Occasionally, however, a low TSH level can indicate a type of hypothyroidism called secondary hypothyroidism. Instead of a problem with the thyroid gland, this type of hypothyroidism is caused by an abnormality in the pituitary that prevents it from making enough TSH to stimulate thyroid hormone production.
Very rarely, hyperthyroidism can result from a problem with the pituitary rather than the thyroid. Noncancerous, or benign, pituitary tumors may overproduce TSH and cause thyroid hormone levels to rise. However, such tumors are extremely rare. The usual cause of a high TSH level is an under-functioning thyroid gland or inadequate dosage of thyroid hormone medication in patients taking replacement hormone.
T4 Tests in Low and High Thyroid Conditions
T4 is the principal thyroid hormone and exists in two forms-T4 that is bound to proteins in the blood and kept in reserve until the body needs it, and a small amount of unbound or “free” T4 (FT4), which is the active form of the hormone and is available to body tissues. The normal range for total T4-bound and free together-is usually about 4.5 to 12.6 micrograms per deciliter (µg/dL), although the range varies from one laboratory to another. The normal FT4 range is about 0.7 to 1.8 nanograms per deciliter (ng/dL).
Elevated total T4 or FT4 suggests hyperthyroidism, and low total T4 or FT4 suggests hypothyroidism. Sometimes total T4 levels are abnormal because the protein-bound T4 is abnormally high or low due to elevated or low concentrations of the protein that binds T4. Therefore, FT4 must be calculated separately.
Measuring FT4 directly requires complicated laboratory procedures, so FT4 is usually estimated based on the ratio of binding protein to total T4. Normal FT4 levels, when the total T4 is high or low, indicate the issue is the binding protein, not the thyroid. For example, pregnancy or the use of oral contraceptives increases levels of binding protein in the blood. In this case, the total T4 will be high due to the binding protein but the person does not have hyperthyroidism. Severe illness or the use of corticosteroids-a class of medications that treat asthma, arthritis, and skin conditions, among other health problems-can decrease binding protein levels. The total T4 measurement will be low as a consequence, but the person does not have hypothyroidism. In either case-having high binding protein or having low binding protein-the FT4 will be normal and the person has normal thyroid function-also called euthyroid.

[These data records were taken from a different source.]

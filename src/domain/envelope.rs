// ============================================================
// Layer 3 — Envelope and Discriminator
// ============================================================
// Every request and response travels as an Envelope:
//
//   { "discriminator": "<URI>", "payload": <any JSON> }
//
// The discriminator says how to read the payload. It is a
// closed enum with an `Other` bucket for URIs this service
// does not understand, so the dispatcher can match on it
// exhaustively.
//
// Envelopes are immutable: fields are private and only
// exposed through read-only accessors.

use serde::{Deserialize, Serialize};
use serde_json::{Map, Value};

use crate::domain::vocabulary::uri;
use crate::error::{Result, ServiceError};

// ─── Discriminator ────────────────────────────────────────────────────────────
/// The URI-valued tag that says how an envelope payload is interpreted.
#[derive(Debug, Clone, PartialEq, Eq, Serialize, Deserialize)]
#[serde(from = "String", into = "String")]
pub enum Discriminator {
    /// Plain text to process
    Text,
    /// A human-readable error message
    Error,
    /// An assembled LIF document
    Lapps,
    /// Service metadata
    Meta,
    /// Any other URI seen on input
    Other(String),
}

impl Discriminator {
    /// The wire form of this discriminator
    pub fn uri(&self) -> &str {
        match self {
            Discriminator::Text      => uri::TEXT,
            Discriminator::Error     => uri::ERROR,
            Discriminator::Lapps     => uri::LAPPS,
            Discriminator::Meta      => uri::META,
            Discriminator::Other(u)  => u,
        }
    }
}

impl From<String> for Discriminator {
    fn from(s: String) -> Self {
        match s.as_str() {
            uri::TEXT  => Discriminator::Text,
            uri::ERROR => Discriminator::Error,
            uri::LAPPS => Discriminator::Lapps,
            uri::META  => Discriminator::Meta,
            _          => Discriminator::Other(s),
        }
    }
}

impl From<&str> for Discriminator {
    fn from(s: &str) -> Self {
        Discriminator::from(s.to_string())
    }
}

impl From<Discriminator> for String {
    fn from(d: Discriminator) -> Self {
        match d {
            Discriminator::Other(u) => u,
            known                   => known.uri().to_string(),
        }
    }
}

impl std::fmt::Display for Discriminator {
    fn fmt(&self, f: &mut std::fmt::Formatter<'_>) -> std::fmt::Result {
        f.write_str(self.uri())
    }
}

// ─── Envelope ─────────────────────────────────────────────────────────────────
/// A discriminator plus an opaque JSON payload.
#[derive(Debug, Clone, PartialEq, Serialize, Deserialize)]
pub struct Envelope {
    discriminator: Discriminator,

    /// A missing payload key reads as `null`
    #[serde(default)]
    payload: Value,
}

impl Envelope {
    /// Build an envelope from a discriminator and any serialisable payload.
    pub fn new(discriminator: Discriminator, payload: impl Serialize) -> Result<Self> {
        Ok(Self {
            discriminator,
            payload: serde_json::to_value(payload)?,
        })
    }

    /// A text request envelope
    pub fn text(text: impl Into<String>) -> Self {
        Self {
            discriminator: Discriminator::Text,
            payload:       Value::String(text.into()),
        }
    }

    /// An error envelope carrying a message
    pub fn error(message: impl Into<String>) -> Self {
        Self {
            discriminator: Discriminator::Error,
            payload:       Value::String(message.into()),
        }
    }

    /// Parse the canonical JSON form.
    /// Anything that is not `{discriminator, payload}` is malformed.
    pub fn from_json(input: &str) -> Result<Self> {
        serde_json::from_str(input)
            .map_err(|e| ServiceError::MalformedEnvelope(e.to_string()))
    }

    /// Render to the canonical JSON form. Key order is fixed,
    /// so equal envelopes always render to identical strings.
    ///
    /// Rendered through `Value`, whose Display cannot fail, so an
    /// error envelope can always be written out. Output matches
    /// the derived `Serialize` form.
    pub fn to_json(&self, pretty: bool) -> String {
        let mut map = Map::new();
        map.insert(
            "discriminator".to_string(),
            Value::String(self.discriminator.uri().to_string()),
        );
        map.insert("payload".to_string(), self.payload.clone());

        let value = Value::Object(map);
        if pretty {
            format!("{value:#}")
        } else {
            value.to_string()
        }
    }

    pub fn discriminator(&self) -> &Discriminator {
        &self.discriminator
    }

    pub fn payload(&self) -> &Value {
        &self.payload
    }

    /// Read the payload as text.
    /// `null` gives `None`; anything other than a string is malformed.
    pub fn text_payload(&self) -> Result<Option<&str>> {
        match &self.payload {
            Value::Null      => Ok(None),
            Value::String(s) => Ok(Some(s.as_str())),
            other => Err(ServiceError::MalformedEnvelope(format!(
                "expected a string payload for {}, found {}",
                self.discriminator,
                json_kind(other)
            ))),
        }
    }
}

/// Short name of a JSON value's kind, for error messages
fn json_kind(value: &Value) -> &'static str {
    match value {
        Value::Null      => "null",
        Value::Bool(_)   => "a boolean",
        Value::Number(_) => "a number",
        Value::String(_) => "a string",
        Value::Array(_)  => "an array",
        Value::Object(_) => "an object",
    }
}

// ─── Unit Tests ───────────────────────────────────────────────────────────────
#[cfg(test)]
mod tests {
    use super::*;

    #[test]
    fn test_known_uris_map_to_variants() {
        assert_eq!(Discriminator::from(uri::TEXT), Discriminator::Text);
        assert_eq!(Discriminator::from(uri::ERROR), Discriminator::Error);
        assert_eq!(Discriminator::from(uri::LAPPS), Discriminator::Lapps);
        assert_eq!(Discriminator::from(uri::META), Discriminator::Meta);
    }

    #[test]
    fn test_unknown_uri_keeps_its_value() {
        let d = Discriminator::from("http://vocab.lappsgrid.org/ns/query");
        assert_eq!(d, Discriminator::Other("http://vocab.lappsgrid.org/ns/query".into()));
        assert_eq!(d.uri(), "http://vocab.lappsgrid.org/ns/query");
    }

    #[test]
    fn test_parse_text_envelope() {
        let json = format!(r#"{{"discriminator":"{}","payload":"Hi there."}}"#, uri::TEXT);
        let env  = Envelope::from_json(&json).unwrap();
        assert_eq!(env.discriminator(), &Discriminator::Text);
        assert_eq!(env.text_payload().unwrap(), Some("Hi there."));
    }

    #[test]
    fn test_missing_payload_reads_as_none() {
        let json = format!(r#"{{"discriminator":"{}"}}"#, uri::TEXT);
        let env  = Envelope::from_json(&json).unwrap();
        assert_eq!(env.text_payload().unwrap(), None);
    }

    #[test]
    fn test_missing_discriminator_is_malformed() {
        let err = Envelope::from_json(r#"{"payload":"hello"}"#).unwrap_err();
        assert!(matches!(err, ServiceError::MalformedEnvelope(_)));
    }

    #[test]
    fn test_garbage_is_malformed() {
        let err = Envelope::from_json("not json at all").unwrap_err();
        assert!(err.to_string().starts_with("Malformed envelope:"));
    }

    #[test]
    fn test_non_string_text_payload_is_malformed() {
        let env = Envelope::new(Discriminator::Text, 42).unwrap();
        let err = env.text_payload().unwrap_err();
        assert!(err.to_string().contains("found a number"));
    }

    #[test]
    fn test_rendering_is_stable_and_reparses() {
        let env = Envelope::error("boom");
        assert_eq!(env.to_json(true), env.to_json(true));
        assert_eq!(
            env.to_json(false),
            format!(r#"{{"discriminator":"{}","payload":"boom"}}"#, uri::ERROR)
        );
        assert_eq!(Envelope::from_json(&env.to_json(true)).unwrap(), env);
    }

    #[test]
    fn test_rendering_matches_derived_serialize() {
        for env in [
            Envelope::error("boom"),
            Envelope::text("Hi there."),
            Envelope::new(Discriminator::from("urn:other"), serde_json::json!({"a": [1, 2]}))
                .unwrap(),
        ] {
            assert_eq!(env.to_json(false), serde_json::to_string(&env).unwrap());
            assert_eq!(env.to_json(true), serde_json::to_string_pretty(&env).unwrap());
        }
    }
}
// ============================================================
// Layer 3 — LAPPS Vocabulary
// ============================================================
// URIs from the LAPPS Grid vocabulary used on the wire.
// Discriminators identify envelope payloads; the TOKEN type
// and the `word` feature label annotations.
//
// Reference: http://vocab.lappsgrid.org

/// Discriminator URIs carried in `Envelope::discriminator`.
pub mod uri {
    /// Plain text payload, a request to process
    pub const TEXT: &str = "http://vocab.lappsgrid.org/ns/media/text";

    /// Error message payload
    pub const ERROR: &str = "http://vocab.lappsgrid.org/ns/error";

    /// LIF document payload (success response)
    pub const LAPPS: &str = "http://vocab.lappsgrid.org/ns/media/jsonld#lif";

    /// Service metadata payload
    pub const META: &str = "http://vocab.lappsgrid.org/ns/meta";

    /// Annotation type for tokens
    pub const TOKEN: &str = "http://vocab.lappsgrid.org/Token";

    /// Apache 2.0 licence identifier
    pub const APACHE2: &str = "http://vocab.lappsgrid.org/ns/license/apache-2.0";
}

/// Feature names attached to annotations.
pub mod features {
    /// The surface form of a token
    pub const WORD: &str = "word";
}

T3 Not Good Test for Thyroid Weight Gain
Only about 20 percent of the T3 circulating in the blood comes from the thyroid gland, while all of the circulating T4 comes from the thyroid. The remaining 80 percent of circulating T3 comes from various cells all over the body where T4 is converted to T3. T3 is far more active than T4 and, like T4, exists in both bound and free states. In some cases of hyperthyroidism, FT4 is normal but free T3 (FT3) is elevated, so measuring both forms is useful if hyperthyroidism is suspected. The normal FT3 range is about 0.2 to 0.5 ng/dL. The T3 test is not useful in diagnosing hypothyroidism because levels are not reduced until the hypothyroidism is severe.
Imaging Tests in Thyroid Disease
A physician may use one or a combination of imaging tests, such as an ultrasound of the thyroid, a computerized tomography (CT) scan, or nuclear medicine tests, to diagnose and find the cause of thyroid disorders. Thyroid imaging is reviewed at the National Institutes of Health report on thyroid disease.